Brief: The line containing "it is ready." marks the end, so write out exactly every line from the top of the entries below through that one.

Collected data:
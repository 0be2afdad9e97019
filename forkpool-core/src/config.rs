use arc_swap::ArcSwap;
use parking_lot::RwLock;
use serde::{Deserialize, Serialize};
use sha2::{Digest, Sha256};
use std::collections::HashMap;
use std::fmt;
use std::path::{Path, PathBuf};
use std::str::FromStr;
use std::sync::Arc;
use std::time::Duration;
use tokio::fs;

use crate::Error;

/// How a freshly forked worker announces that it is ready.
#[derive(Debug, Clone, Copy, Default, PartialEq, Eq, Serialize, Deserialize)]
pub enum ReadyOn {
    /// The worker opened a network listener.
    #[default]
    #[serde(rename = "listening")]
    Listening,
    /// The worker sent `{"cmd": "ready"}` over its channel.
    #[serde(rename = "ready")]
    Ready,
}

impl FromStr for ReadyOn {
    type Err = Error;

    fn from_str(s: &str) -> crate::Result<Self> {
        match s {
            "listening" => Ok(Self::Listening),
            "ready" => Ok(Self::Ready),
            other => Err(Error::InvalidArgument(format!(
                "readyOn must either be \"listening\" or \"ready\", got {other:?}"
            ))),
        }
    }
}

impl fmt::Display for ReadyOn {
    fn fmt(&self, f: &mut fmt::Formatter<'_>) -> fmt::Result {
        match self {
            Self::Listening => f.write_str("listening"),
            Self::Ready => f.write_str("ready"),
        }
    }
}

/// Order in which a batch of children is spawned or replaced.
#[derive(Debug, Clone, Copy, Default, PartialEq, Eq, Serialize, Deserialize)]
pub enum Strategy {
    /// One child at a time; the first failure stops the batch.
    #[default]
    #[serde(rename = "series")]
    Series,
    /// Every child at once; the batch always runs to completion.
    #[serde(rename = "parallel")]
    Parallel,
}

impl FromStr for Strategy {
    type Err = Error;

    fn from_str(s: &str) -> crate::Result<Self> {
        match s {
            "series" => Ok(Self::Series),
            "parallel" => Ok(Self::Parallel),
            other => Err(Error::InvalidArgument(format!(
                "strategy must either be \"series\" or \"parallel\", got {other:?}"
            ))),
        }
    }
}

impl fmt::Display for Strategy {
    fn fmt(&self, f: &mut fmt::Formatter<'_>) -> fmt::Result {
        match self {
            Self::Series => f.write_str("series"),
            Self::Parallel => f.write_str("parallel"),
        }
    }
}

#[derive(Debug, Clone, PartialEq, Serialize, Deserialize)]
#[serde(rename_all = "camelCase", default)]
pub struct BackoffConfig {
    pub start_ms: u64,
    pub max_ms: u64,
    pub multiplier: f64,
}

impl Default for BackoffConfig {
    fn default() -> Self {
        Self {
            start_ms: 200,
            max_ms: 120_000,
            multiplier: 2.0,
        }
    }
}

impl BackoffConfig {
    pub fn validate(&self) -> crate::Result<()> {
        if self.start_ms == 0 {
            return Err(Error::InvalidArgument(
                "backoff.startMs must be greater than 0".to_string(),
            ));
        }
        if self.max_ms == 0 {
            return Err(Error::InvalidArgument(
                "backoff.maxMs must be greater than 0".to_string(),
            ));
        }
        if !self.multiplier.is_finite() || self.multiplier < 1.0 {
            return Err(Error::InvalidArgument(format!(
                "backoff.multiplier must be a finite number >= 1, got {}",
                self.multiplier
            )));
        }
        Ok(())
    }
}

/// Per-child settings.
#[derive(Debug, Clone, PartialEq)]
pub struct ChildOptions {
    pub ready_on: ReadyOn,
    /// Deadline for readiness; zero disables it.
    pub timeout: Duration,
    /// Grace period after readiness during which the worker must stay connected.
    pub confirm_delay: Duration,
    /// How long a graceful disconnect may take before the worker is killed.
    pub disconnect_timeout: Duration,
    pub backoff: BackoffConfig,
}

impl Default for ChildOptions {
    fn default() -> Self {
        Self {
            ready_on: ReadyOn::Listening,
            timeout: Duration::ZERO,
            confirm_delay: Duration::from_millis(2000),
            disconnect_timeout: Duration::from_millis(2000),
            backoff: BackoffConfig::default(),
        }
    }
}

impl ChildOptions {
    /// Parses the child keys of the configuration surface. Unknown keys are
    /// ignored; wrong types and out-of-range values are rejected.
    pub fn from_value(value: &serde_json::Value) -> crate::Result<Self> {
        let raw = ChildOptionsRaw::deserialize(value).map_err(invalid)?;
        raw.try_into()
    }

    pub fn validate(&self) -> crate::Result<()> {
        self.backoff.validate()
    }
}

/// Options accepted by `Fleet::spawn`.
#[derive(Debug, Clone, PartialEq)]
pub struct SpawnOptions {
    pub number: usize,
    pub strategy: Strategy,
    pub timeout: Duration,
    pub ready_on: ReadyOn,
    pub confirm_delay: Duration,
    pub disconnect_timeout: Duration,
}

impl Default for SpawnOptions {
    fn default() -> Self {
        let child = ChildOptions::default();
        Self {
            number: 1,
            strategy: Strategy::Series,
            timeout: child.timeout,
            ready_on: child.ready_on,
            confirm_delay: child.confirm_delay,
            disconnect_timeout: child.disconnect_timeout,
        }
    }
}

impl SpawnOptions {
    pub fn from_value(value: &serde_json::Value) -> crate::Result<Self> {
        let raw = SpawnOptionsRaw::deserialize(value).map_err(invalid)?;
        raw.try_into()
    }

    pub fn with_number(mut self, number: usize) -> Self {
        self.number = number;
        self
    }

    pub fn with_strategy(mut self, strategy: Strategy) -> Self {
        self.strategy = strategy;
        self
    }

    pub fn with_timeout(mut self, timeout: Duration) -> Self {
        self.timeout = timeout;
        self
    }

    pub fn with_ready_on(mut self, ready_on: ReadyOn) -> Self {
        self.ready_on = ready_on;
        self
    }

    pub fn with_confirm_delay(mut self, delay: Duration) -> Self {
        self.confirm_delay = delay;
        self
    }

    pub fn with_disconnect_timeout(mut self, timeout: Duration) -> Self {
        self.disconnect_timeout = timeout;
        self
    }

    pub fn validate(&self) -> crate::Result<()> {
        if self.number == 0 {
            return Err(Error::InvalidArgument(
                "number must be 1 or greater".to_string(),
            ));
        }
        Ok(())
    }

    pub fn child_options(&self, backoff: &BackoffConfig) -> ChildOptions {
        ChildOptions {
            ready_on: self.ready_on,
            timeout: self.timeout,
            confirm_delay: self.confirm_delay,
            disconnect_timeout: self.disconnect_timeout,
            backoff: backoff.clone(),
        }
    }
}

/// The program a fleet runs: script path plus the invocation around it.
#[derive(Debug, Clone, PartialEq)]
pub struct WorkerCommand {
    pub script: String,
    pub args: Vec<String>,
    pub env: HashMap<String, String>,
    pub cwd: Option<PathBuf>,
}

impl WorkerCommand {
    pub fn new(script: impl Into<String>) -> crate::Result<Self> {
        let script = script.into();
        if script.trim().is_empty() {
            return Err(Error::InvalidArgument(
                "script must be a non-empty path".to_string(),
            ));
        }
        Ok(Self {
            script,
            args: Vec::new(),
            env: HashMap::new(),
            cwd: None,
        })
    }

    pub fn with_args<I, S>(mut self, args: I) -> Self
    where
        I: IntoIterator<Item = S>,
        S: AsRef<str>,
    {
        self.args = args.into_iter().map(|s| s.as_ref().to_string()).collect();
        self
    }

    pub fn with_env(mut self, env: HashMap<String, String>) -> Self {
        self.env = env;
        self
    }

    pub fn with_cwd(mut self, cwd: Option<PathBuf>) -> Self {
        self.cwd = cwd;
        self
    }
}

/// Construction-time settings of a fleet.
#[derive(Debug, Clone)]
pub struct FleetConfig {
    pub script: Option<String>,
    pub args: Vec<String>,
    pub env: HashMap<String, String>,
    pub cwd: Option<PathBuf>,
    pub defaults: SpawnOptions,
    pub backoff: BackoffConfig,
    pub event_capacity: usize,
}

impl Default for FleetConfig {
    fn default() -> Self {
        Self {
            script: None,
            args: Vec::new(),
            env: HashMap::new(),
            cwd: None,
            defaults: SpawnOptions::default(),
            backoff: BackoffConfig::default(),
            event_capacity: 1024,
        }
    }
}

/// On-disk fleet description (JSON).
#[derive(Debug, Clone, PartialEq)]
pub struct FleetFile {
    pub script: Option<String>,
    pub args: Vec<String>,
    pub env: HashMap<String, String>,
    pub cwd: Option<PathBuf>,
    pub backoff: BackoffConfig,
    pub options: SpawnOptions,
}

impl FleetFile {
    pub fn from_json(content: &str) -> crate::Result<Self> {
        let raw: FleetFileRaw = serde_json::from_str(content).map_err(invalid)?;
        raw.try_into()
    }

    pub async fn load(path: impl AsRef<Path>) -> crate::Result<Self> {
        let content = fs::read_to_string(path.as_ref()).await?;
        Self::from_json(&content)
    }

    pub fn into_fleet_config(self) -> FleetConfig {
        FleetConfig {
            script: self.script,
            args: self.args,
            env: self.env,
            cwd: self.cwd,
            defaults: self.options,
            backoff: self.backoff,
            ..FleetConfig::default()
        }
    }
}

/// Polls a fleet file and swaps in the new contents when its checksum changes.
pub struct ConfigWatcher {
    path: PathBuf,
    current: ArcSwap<FleetFile>,
    checksum: Arc<RwLock<Vec<u8>>>,
}

impl ConfigWatcher {
    pub async fn new(path: impl AsRef<Path>) -> crate::Result<Self> {
        let path = path.as_ref().to_path_buf();
        let content = fs::read(&path).await?;
        let file = Self::parse(&content)?;

        Ok(Self {
            path,
            current: ArcSwap::new(Arc::new(file)),
            checksum: Arc::new(RwLock::new(Self::compute_checksum(&content))),
        })
    }

    fn parse(content: &[u8]) -> crate::Result<FleetFile> {
        let text = std::str::from_utf8(content)
            .map_err(|e| Error::InvalidArgument(format!("config is not UTF-8: {e}")))?;
        FleetFile::from_json(text)
    }

    fn compute_checksum(content: &[u8]) -> Vec<u8> {
        let mut hasher = Sha256::new();
        hasher.update(content);
        hasher.finalize().to_vec()
    }

    /// Reloads the file if it changed. Returns `true` when new contents were
    /// stored; an invalid file leaves the previous contents in place.
    pub async fn check_reload(&self) -> crate::Result<bool> {
        let content = fs::read(&self.path).await?;
        let new_checksum = Self::compute_checksum(&content);
        if new_checksum == *self.checksum.read() {
            return Ok(false);
        }

        let file = Self::parse(&content)?;
        self.current.store(Arc::new(file));
        *self.checksum.write() = new_checksum;
        Ok(true)
    }

    pub fn get(&self) -> Arc<FleetFile> {
        self.current.load_full()
    }

    pub fn path(&self) -> &Path {
        &self.path
    }
}

fn invalid(err: serde_json::Error) -> Error {
    Error::InvalidArgument(format!("invalid options: {err}"))
}

fn millis(key: &str, value: Option<f64>, default: Duration) -> crate::Result<Duration> {
    let Some(ms) = value else {
        return Ok(default);
    };
    if !ms.is_finite() || ms < 0.0 {
        return Err(Error::InvalidArgument(format!(
            "{key} must be 0 or greater, got {ms}"
        )));
    }
    if ms.fract() == 0.0 && ms <= u64::MAX as f64 {
        Ok(Duration::from_millis(ms as u64))
    } else {
        Duration::try_from_secs_f64(ms / 1000.0)
            .map_err(|e| Error::InvalidArgument(format!("{key} is out of range: {e}")))
    }
}

// Raw deserialization structs for the configuration surface
#[derive(Debug, Deserialize)]
#[serde(rename_all = "camelCase")]
struct ChildOptionsRaw {
    timeout: Option<f64>,
    ready_on: Option<String>,
    confirm_delay: Option<f64>,
    disconnect_timeout: Option<f64>,
}

impl TryFrom<ChildOptionsRaw> for ChildOptions {
    type Error = Error;

    fn try_from(raw: ChildOptionsRaw) -> crate::Result<Self> {
        let defaults = ChildOptions::default();
        Ok(ChildOptions {
            ready_on: raw
                .ready_on
                .as_deref()
                .map(str::parse)
                .transpose()?
                .unwrap_or(defaults.ready_on),
            timeout: millis("timeout", raw.timeout, defaults.timeout)?,
            confirm_delay: millis("confirmDelay", raw.confirm_delay, defaults.confirm_delay)?,
            disconnect_timeout: millis(
                "disconnectTimeout",
                raw.disconnect_timeout,
                defaults.disconnect_timeout,
            )?,
            backoff: defaults.backoff,
        })
    }
}

#[derive(Debug, Deserialize)]
struct SpawnOptionsRaw {
    number: Option<i64>,
    strategy: Option<String>,
    #[serde(flatten)]
    child: ChildOptionsRaw,
}

impl TryFrom<SpawnOptionsRaw> for SpawnOptions {
    type Error = Error;

    fn try_from(raw: SpawnOptionsRaw) -> crate::Result<Self> {
        let number = match raw.number {
            None => 1,
            Some(n) if n >= 1 => usize::try_from(n)
                .map_err(|_| Error::InvalidArgument(format!("number is out of range: {n}")))?,
            Some(n) => {
                return Err(Error::InvalidArgument(format!(
                    "number must be 1 or greater, got {n}"
                )));
            }
        };
        let strategy = raw
            .strategy
            .as_deref()
            .map(str::parse)
            .transpose()?
            .unwrap_or_default();
        let child = ChildOptions::try_from(raw.child)?;

        Ok(SpawnOptions {
            number,
            strategy,
            timeout: child.timeout,
            ready_on: child.ready_on,
            confirm_delay: child.confirm_delay,
            disconnect_timeout: child.disconnect_timeout,
        })
    }
}

#[derive(Debug, Deserialize)]
struct FleetFileRaw {
    script: Option<String>,
    #[serde(default)]
    args: Vec<String>,
    #[serde(default)]
    env: HashMap<String, String>,
    cwd: Option<PathBuf>,
    backoff: Option<BackoffConfig>,
    #[serde(flatten)]
    options: SpawnOptionsRaw,
}

impl TryFrom<FleetFileRaw> for FleetFile {
    type Error = Error;

    fn try_from(raw: FleetFileRaw) -> crate::Result<Self> {
        if let Some(script) = &raw.script
            && script.trim().is_empty()
        {
            return Err(Error::InvalidArgument(
                "script must be a non-empty path".to_string(),
            ));
        }
        let backoff = raw.backoff.unwrap_or_default();
        backoff.validate()?;

        Ok(FleetFile {
            script: raw.script,
            args: raw.args,
            env: raw.env,
            cwd: raw.cwd,
            backoff,
            options: raw.options.try_into()?,
        })
    }
}
pub mod check;
#[cfg(unix)]
pub mod demo_worker;
pub mod run;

Output for this exercise:
repository 0be2afdad9e97019
filename forkpool-core/src/config.rs
use arc_swap::ArcSwap;
use parking_lot::RwLock;
use serde::{Deserialize, Serialize};
use sha2::{Digest, Sha256};
use std::collections::HashMap;
use std::fmt;
use std::path::{Path, PathBuf};
use std::str::FromStr;
use std::sync::Arc;
use std::time::Duration;
use tokio::fs;

use crate::Error;

/// How a freshly forked worker announces that it is ready.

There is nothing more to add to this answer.